To see golden sunshine after such dreadful weather is such a gift, it makes me want to smile.

This is all most peculiar because I don't know if it's because of the sleeping or because of the sunshine or because of whatever but have woken up with a tangible sense of inner calm. Am fully aware after C's phone call yesterday that he is almost certainly in a danger zone and provided he survives will not be able to speak to him for a very long time, but ironically I feel more like usual-me than I have done since he was deployed. It's as if our conversation emphasised just exactly to what extent the whole matter is out of my hands and I have to accept each moment for what it is, and the fact that I can actually do nothing to change anything hit well and truly home. Over to you Lord.

Read in the paper that the brave soldier who diffused the Glasgow Airport bomb in the burning vehicle has disarmed over seventy devices in Sangin so far, thirty of those whilst under gunfire. How on earth do they do it. Not a clue. But thank goodness they do. And all for thirty thousand pounds a year.

A friend told me that apparently some civil servants in the MoD have awarded themselves forty million pounds in bonuses - surely that's not the case.

H has now left Lusty and back to Dartmouth. R plus friends drove through the horrendous storm to attend a party at the uni in Portsmouth.

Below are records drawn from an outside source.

//! Routing of worker output for one session.
//!
//! Stdout chunks are decoded into events. Each event first updates the hand
//! log and is then forwarded unchanged to viewers, so a viewer that sees a
//! `hand_end` can already read the hand from the player's log. Stderr chunks
//! and undecodable lines become `error` events; neither ends the session.

use std::sync::Arc;

use chrono::Utc;
use protocol::{LineDecoder, ProtocolEvent, SyntheticEvent};

use super::hub::BroadcastHub;
use crate::hand_log::{HandAssembler, HandLogStore, RecordContext};

/// Per-session decoding, logging and fan-out state.
pub struct SessionPipeline {
    decoder: LineDecoder,
    assembler: HandAssembler,
    store: HandLogStore,
    hub: Arc<BroadcastHub>,
    context: RecordContext,
}

impl SessionPipeline {
    pub fn new(context: RecordContext, store: HandLogStore, hub: Arc<BroadcastHub>) -> Self {
        Self {
            decoder: LineDecoder::new(),
            assembler: HandAssembler::new(),
            store,
            hub,
            context,
        }
    }

    pub fn hub(&self) -> &Arc<BroadcastHub> {
        &self.hub
    }

    pub fn assembler(&self) -> &HandAssembler {
        &self.assembler
    }

    /// Handles a chunk read from the worker's stdout.
    pub async fn on_stdout(&mut self, chunk: &[u8]) {
        self.decoder.push(chunk);
        while let Some(result) = self.decoder.next_event() {
            self.dispatch(result).await;
        }
    }

    /// Handles a chunk read from the worker's stderr.
    ///
    /// Each chunk becomes one `error` event carrying the text as read,
    /// newlines included.
    pub async fn on_stderr(&mut self, chunk: &[u8]) {
        if chunk.is_empty() {
            return;
        }
        let text = String::from_utf8_lossy(chunk);
        tracing::debug!(
            session_id = %self.context.session_id,
            stderr = %text.trim_end(),
            "Worker stderr"
        );
        self.hub.publish(&SyntheticEvent::stderr(text)).await;
    }

    /// Flushes a trailing line left without a delimiter at end of stream.
    pub async fn finish(&mut self) {
        if let Some(result) = self.decoder.finish() {
            self.dispatch(result).await;
        }
    }

    async fn dispatch(&mut self, result: protocol::Result<ProtocolEvent>) {
        let event = match result {
            Ok(event) => event,
            Err(e) => {
                tracing::warn!(
                    session_id = %self.context.session_id,
                    error = %e,
                    "Undecodable worker output"
                );
                let raw = e.line().unwrap_or_default().to_string();
                self.hub
                    .publish(&SyntheticEvent::decode_error(e.to_string(), raw))
                    .await;
                return;
            }
        };

        if let Some(hand) = self.assembler.observe(event.kind(), Utc::now()) {
            let hand_num = hand.hand_num;
            let record = self.context.record(hand);
            match self.store.append(&self.context.player, &record).await {
                Ok(()) => tracing::info!(
                    session_id = %self.context.session_id,
                    player = %self.context.player,
                    hand_num,
                    "Logged hand"
                ),
                Err(e) => tracing::error!(
                    session_id = %self.context.session_id,
                    player = %self.context.player,
                    hand_num,
                    error = %e,
                    "Failed to append hand log"
                ),
            }
        }

        self.hub.publish(event.raw()).await;
    }
}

So enjoyable to have some time with my friends and swap frustrations and fears. The wonderful thing is no matter how fed up we are at the beginning, it's never long before we see the ridiculousness of it all and replace the moaning with laughter. Maybe that's what's brought about the change in attitude - either that or maybe I have finally flipped.

Lots of prayers for loved ones at home and abroad.